Streaming JSON with Jackson
The Jackson framework includes DOM-like and data binding mechanisms for JSON, but they are built on top of a simpler, streaming API that is more analogous to an XML pull parser. As we are going to process a lot of marketdata messages we probably do not want to build a DOM tree in memory or do Reflection-based mapping of fields just to be able to pick out a few values.

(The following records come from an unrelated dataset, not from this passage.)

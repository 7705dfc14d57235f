//! Scripture reference validation: book names, chapter and verse numbers

use super::ValidationError;

/// Maximum length for book names (matches `books.name VARCHAR(50)`)
const MAX_BOOK_NAME_LEN: usize = 50;

/// Validated book name or abbreviation as given in a request path
#[derive(Debug, Clone, PartialEq, Eq, Hash)]
pub struct BookName(String);

impl BookName {
    /// Create a new book name.
    ///
    /// # Rules
    /// - Non-empty (after trimming whitespace)
    /// - Max 50 characters
    ///
    /// # Example
    /// ```
    /// use bible_api_server::models::BookName;
    ///
    /// assert!(BookName::new("1 Samuel").is_ok());
    /// assert!(BookName::new("  ").is_err());
    /// ```
    pub fn new(s: &str) -> Result<Self, ValidationError> {
        let trimmed = s.trim();

        if trimmed.is_empty() {
            return Err(ValidationError::Empty { field: "book name" });
        }

        if trimmed.chars().count() > MAX_BOOK_NAME_LEN {
            return Err(ValidationError::TooLong {
                field: "book name",
                max: MAX_BOOK_NAME_LEN,
            });
        }

        Ok(Self(trimmed.to_owned()))
    }

    pub fn as_str(&self) -> &str {
        &self.0
    }
}

/// Chapter number (1-based)
#[derive(Debug, Clone, Copy, PartialEq, Eq, PartialOrd, Ord)]
pub struct ChapterNumber(i32);

impl ChapterNumber {
    /// Parse a chapter number from a path segment.
    pub fn parse(s: &str) -> Result<Self, ValidationError> {
        parse_positive("chapter number", s).map(Self)
    }

    pub fn get(self) -> i32 {
        self.0
    }
}

/// Verse number within a chapter (1-based)
#[derive(Debug, Clone, Copy, PartialEq, Eq, PartialOrd, Ord)]
pub struct VerseNumber(i32);

impl VerseNumber {
    pub fn parse(s: &str) -> Result<Self, ValidationError> {
        parse_positive("verse number", s).map(Self)
    }

    pub fn get(self) -> i32 {
        self.0
    }
}

fn positive_i32(field: &'static str, n: i64) -> Result<i32, ValidationError> {
    if n < 1 || n > i64::from(i32::MAX) {
        return Err(ValidationError::OutOfRange {
            field,
            value: n.to_string(),
        });
    }
    Ok(n as i32)
}

fn parse_positive(field: &'static str, s: &str) -> Result<i32, ValidationError> {
    let trimmed = s.trim();
    if trimmed.is_empty() {
        return Err(ValidationError::Empty { field });
    }
    let n: i64 = trimmed.parse().map_err(|_| ValidationError::InvalidFormat {
        field,
        reason: "must be a positive integer",
    })?;
    positive_i32(field, n)
}

#[cfg(test)]
mod tests {
    use super::*;

    #[test]
    fn book_names_are_trimmed() {
        let name = BookName::new("  Song of Solomon ").unwrap();
        assert_eq!(name.as_str(), "Song of Solomon");
    }

    #[test]
    fn rejects_empty_book() {
        assert!(matches!(
            BookName::new("").unwrap_err(),
            ValidationError::Empty { .. }
        ));
    }

    #[test]
    fn rejects_long_book() {
        let long = "x".repeat(51);
        assert!(matches!(
            BookName::new(&long).unwrap_err(),
            ValidationError::TooLong { max: 50, .. }
        ));
    }

    #[test]
    fn chapter_parsing() {
        assert_eq!(ChapterNumber::parse("3").unwrap().get(), 3);
        assert_eq!(ChapterNumber::parse(" 150 ").unwrap().get(), 150);
        assert!(matches!(
            ChapterNumber::parse("0").unwrap_err(),
            ValidationError::OutOfRange { .. }
        ));
        assert!(matches!(
            ChapterNumber::parse("-2").unwrap_err(),
            ValidationError::OutOfRange { .. }
        ));
        assert!(matches!(
            ChapterNumber::parse("three").unwrap_err(),
            ValidationError::InvalidFormat { .. }
        ));
    }

    #[test]
    fn verse_number_bounds() {
        assert_eq!(VerseNumber::parse("1").unwrap().get(), 1);
        assert!(VerseNumber::parse("0").is_err());
        assert!(VerseNumber::parse("2147483648").is_err());
    }
}
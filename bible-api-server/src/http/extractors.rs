//! Custom Axum extractors

use std::sync::Arc;

use axum::extract::rejection::{JsonRejection, QueryRejection};
use axum::extract::{FromRequest, FromRequestParts, Path, Query, Request};
use axum::http::request::Parts;
use axum::Json;
use chrono::NaiveDate;
use serde::de::DeserializeOwned;

use super::error::ApiError;
use super::server::AppState;
use crate::auth::{session_token_from_headers, AuthError};
use crate::db::{DbError, User, UserRepo};
use crate::models::ValidationError;

/// The authenticated user behind the session cookie (or bearer token).
///
/// Every failure (no token, bad signature, expired, user gone) is the
/// same 401 so the response doesn't reveal which check failed.
pub struct CurrentUser(pub User);

impl FromRequestParts<Arc<AppState>> for CurrentUser {
    type Rejection = ApiError;

    async fn from_request_parts(
        parts: &mut Parts,
        state: &Arc<AppState>,
    ) -> Result<Self, Self::Rejection> {
        let token = session_token_from_headers(&parts.headers).ok_or(AuthError::MissingToken)?;
        let claims = state.tokens.verify(&token)?;

        match UserRepo::new(&state.pool).get_by_username(&claims.sub).await {
            Ok(user) => Ok(Self(user)),
            Err(DbError::NotFound { .. }) => {
                tracing::debug!(username = %claims.sub, "token subject no longer exists");
                Err(ApiError::unauthorized())
            }
            Err(e) => Err(e.into()),
        }
    }
}

/// Extract and validate a `YYYY-MM-DD` date from the path
pub struct ValidDate(pub NaiveDate);

impl ValidDate {
    pub fn parse(s: &str) -> Result<NaiveDate, ValidationError> {
        NaiveDate::parse_from_str(s.trim(), "%Y-%m-%d").map_err(|_| {
            ValidationError::InvalidFormat {
                field: "date",
                reason: "expected YYYY-MM-DD",
            }
        })
    }
}

impl<S> FromRequestParts<S> for ValidDate
where
    S: Send + Sync,
{
    type Rejection = ApiError;

    async fn from_request_parts(parts: &mut Parts, state: &S) -> Result<Self, Self::Rejection> {
        let Path(raw): Path<String> = Path::from_request_parts(parts, state)
            .await
            .map_err(|_| ApiError::Validation(ValidationError::Empty { field: "date" }))?;

        Ok(Self(Self::parse(&raw)?))
    }
}

/// JSON body whose decode failures answer as API errors instead of
/// axum's plain-text rejections.
pub struct ValidJson<T>(pub T);

impl From<JsonRejection> for ApiError {
    fn from(rejection: JsonRejection) -> Self {
        tracing::debug!(status = %rejection.status(), "rejected request body");
        Self::BadRequest {
            message: rejection.body_text(),
        }
    }
}

impl<T, S> FromRequest<S> for ValidJson<T>
where
    T: DeserializeOwned,
    S: Send + Sync,
{
    type Rejection = ApiError;

    async fn from_request(req: Request, state: &S) -> Result<Self, Self::Rejection> {
        let Json(value) = Json::<T>::from_request(req, state).await?;
        Ok(Self(value))
    }
}

/// Query string counterpart of [`ValidJson`]
pub struct ValidQuery<T>(pub T);

impl From<QueryRejection> for ApiError {
    fn from(rejection: QueryRejection) -> Self {
        Self::BadRequest {
            message: rejection.body_text(),
        }
    }
}

impl<T, S> FromRequestParts<S> for ValidQuery<T>
where
    T: DeserializeOwned,
    S: Send + Sync,
{
    type Rejection = ApiError;

    async fn from_request_parts(parts: &mut Parts, state: &S) -> Result<Self, Self::Rejection> {
        let Query(value) = Query::<T>::from_request_parts(parts, state).await?;
        Ok(Self(value))
    }
}

#[cfg(test)]
mod tests {
    use super::*;

    #[test]
    fn parses_iso_dates() {
        assert_eq!(
            ValidDate::parse("2025-12-25").unwrap(),
            NaiveDate::from_ymd_opt(2025, 12, 25).unwrap()
        );
    }

    #[test]
    fn rejects_bad_dates() {
        assert!(ValidDate::parse("2025-02-30").is_err());
        assert!(ValidDate::parse("12/25/2025").is_err());
        assert!(ValidDate::parse("today").is_err());
    }
}
//! Verse search with full-text / substring fallback
//!
//! Two strategies:
//! - full-text: `plainto_tsquery` over the English tsvector, ranked by `ts_rank`
//! - substring: `ILIKE` over the raw text, constant rank, canonical order
//!
//! Short queries (< 4 chars) start with a word-bounded substring match
//! because the English dictionary drops most of them as stopwords; longer
//! queries start with full-text. Whichever runs first, the other runs only
//! when the first returns nothing.

use serde::Serialize;
use sqlx::{FromRow, PgPool};

use crate::db::DbError;
use crate::models::{SearchLimit, SearchQuery};

/// Indexed tsvector expression. The GIN index in migrations uses the same text.
pub(crate) const TSVECTOR_EXPR: &str = "to_tsvector('english', text)";

/// One search result
#[derive(Debug, Clone, PartialEq, FromRow, Serialize)]
pub struct SearchHit {
    pub verse_id: i32,
    pub book_name: String,
    pub chapter_number: i32,
    pub verse_number: i32,
    pub text: String,
    pub rank: f64,
}

/// How a single search query is matched
#[derive(Debug, Clone, PartialEq, Eq)]
pub enum SearchStrategy {
    FullText,
    /// `ILIKE` with an already-escaped pattern
    Substring { pattern: String },
}

impl SearchStrategy {
    pub fn name(&self) -> &'static str {
        match self {
            Self::FullText => "full_text",
            Self::Substring { .. } => "substring",
        }
    }
}

/// Primary strategy plus the fallback used when it finds nothing
#[derive(Debug, Clone, PartialEq, Eq)]
pub struct SearchPlan {
    pub primary: SearchStrategy,
    pub fallback: SearchStrategy,
}

impl SearchPlan {
    pub fn for_query(query: &SearchQuery) -> Self {
        let escaped = escape_like(query.as_str());
        if query.is_short() {
            Self {
                primary: SearchStrategy::Substring {
                    pattern: format!("% {escaped} %"),
                },
                fallback: SearchStrategy::FullText,
            }
        } else {
            Self {
                primary: SearchStrategy::FullText,
                fallback: SearchStrategy::Substring {
                    pattern: format!("%{escaped}%"),
                },
            }
        }
    }
}

/// Escape LIKE metacharacters so user input matches literally.
fn escape_like(s: &str) -> String {
    let mut out = String::with_capacity(s.len());
    for ch in s.chars() {
        if matches!(ch, '%' | '_' | '\\') {
            out.push('\\');
        }
        out.push(ch);
    }
    out
}

/// Verse search repository
pub struct SearchRepo<'a> {
    pool: &'a PgPool,
}

impl<'a> SearchRepo<'a> {
    pub fn new(pool: &'a PgPool) -> Self {
        Self { pool }
    }

    /// Search verse text, falling back to the alternate strategy when the
    /// primary one returns no rows. Issues at most two queries.
    pub async fn search(
        &self,
        query: &SearchQuery,
        limit: SearchLimit,
    ) -> Result<Vec<SearchHit>, DbError> {
        let plan = SearchPlan::for_query(query);

        let hits = self.run(&plan.primary, query, limit).await?;
        if !hits.is_empty() {
            tracing::debug!(strategy = plan.primary.name(), hits = hits.len(), "verse search");
            return Ok(hits);
        }

        let hits = self.run(&plan.fallback, query, limit).await?;
        tracing::debug!(
            strategy = plan.fallback.name(),
            hits = hits.len(),
            "verse search (fallback)"
        );
        Ok(hits)
    }

    async fn run(
        &self,
        strategy: &SearchStrategy,
        query: &SearchQuery,
        limit: SearchLimit,
    ) -> Result<Vec<SearchHit>, DbError> {
        let limit = i64::from(limit.get());

        let hits = match strategy {
            SearchStrategy::FullText => {
                let sql = format!(
                    r#"
                    SELECT
                        v.id AS verse_id,
                        b.name AS book_name,
                        c.chapter_number,
                        v.verse_number,
                        v.text,
                        ts_rank({TSVECTOR_EXPR}, plainto_tsquery('english', $1))::double precision AS rank
                    FROM verses v
                    JOIN chapters c ON v.chapter_id = c.id
                    JOIN books b ON c.book_id = b.id
                    WHERE {TSVECTOR_EXPR} @@ plainto_tsquery('english', $1)
                    ORDER BY rank DESC, b.position, c.chapter_number, v.verse_number
                    LIMIT $2
                    "#
                );
                sqlx::query_as::<_, SearchHit>(&sql)
                    .bind(query.as_str())
                    .bind(limit)
                    .fetch_all(self.pool)
                    .await?
            }
            SearchStrategy::Substring { pattern } => {
                sqlx::query_as::<_, SearchHit>(
                    r#"
                    SELECT
                        v.id AS verse_id,
                        b.name AS book_name,
                        c.chapter_number,
                        v.verse_number,
                        v.text,
                        1.0::double precision AS rank
                    FROM verses v
                    JOIN chapters c ON v.chapter_id = c.id
                    JOIN books b ON c.book_id = b.id
                    WHERE v.text ILIKE $1 ESCAPE '\'
                    ORDER BY b.name, c.chapter_number, v.verse_number
                    LIMIT $2
                    "#,
                )
                .bind(pattern.as_str())
                .bind(limit)
                .fetch_all(self.pool)
                .await?
            }
        };

        Ok(hits)
    }
}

The starting point for Jackson streaming is com.fasterxml.jackson.core.JsonFactory
. Writing is done by creating a generator, and afterward you just generate the JSON elements with writeXxx() methods. Since the goal here is to build a TextWebSocketFrame, which takes a String, we just write to a StringWriter:
TextWebSocketFrame encodeFrame() throws IOException {
StringWriter w = new StringWriter();
JsonGenerator generator = factory.createGenerator(w);
generator.writeStartObject();
generator.writeFieldName("type");
generator.writeString("subscribe");
generator.writeFieldName("product_ids");
generator.writeStartArray();
products.forEach(product -> {
try {
generator.writeString(product.getCode());
} catch (IOException e) {
throw new RuntimeException(e);
}
});
generator.writeEndArray();
generator.writeEndObject();
generator.flush();
String txt = w.toString();
return new TextWebSocketFrame(true, 0, txt);
}
Parsing is a bit more complicated, because I wanted to differentiate parsing based on the type
attribute in the JSON message. The model is a pull parser, which each nextToken()
call followed by a getXxx() method to get different fields:
void parseFrame(JsonParser parser, Map<String, ProductId> productIdMap) throws IOException {
JsonToken token;
while ((token = parser.nextToken()) != JsonToken.END_OBJECT) {
switch (token) {
case FIELD_NAME:
String fieldName = parser.getCurrentName();
switch (fieldName) {
case "sequence":
parser.nextToken();
sequence = parser.getValueAsLong();
break;
case "product_id":
parser.nextToken();
String productCode = parser.getValueAsString();
productId = productIdMap.get(productCode);
break;
case "side":
parser.nextToken();
String sideCode = parser.getValueAsString();
if ("buy".equals(sideCode)) {
side = Side.BUY;
} else {
side = Side.SELL;
}
break;
case "size":
parser.nextToken();
size = new BigDecimal(parser.getValueAsString());
break;
case "price":
parser.nextToken();
price = new BigDecimal(parser.getValueAsString());
break;
default:
break;
}
default:
break;
}
}
}
Final note: message compression
You can see the complete example on Github, and in there you may come across a warning about io.netty.handler.codec.http.websocketx.extensions.compression.WebSocketClientCompressionHandler
. As mentioned above, you can let client & server negotiate a set of extensions, and one of the server extensions GDAX supports is permessage-deflate
, and you can get it with:
addLast(WebSocketClientCompressionHandler.class)
Unfortunately I found during testing that the version used by GDAX and Netty is not quite compatible (a very similar issue to this one from 2016), and I had to remove it.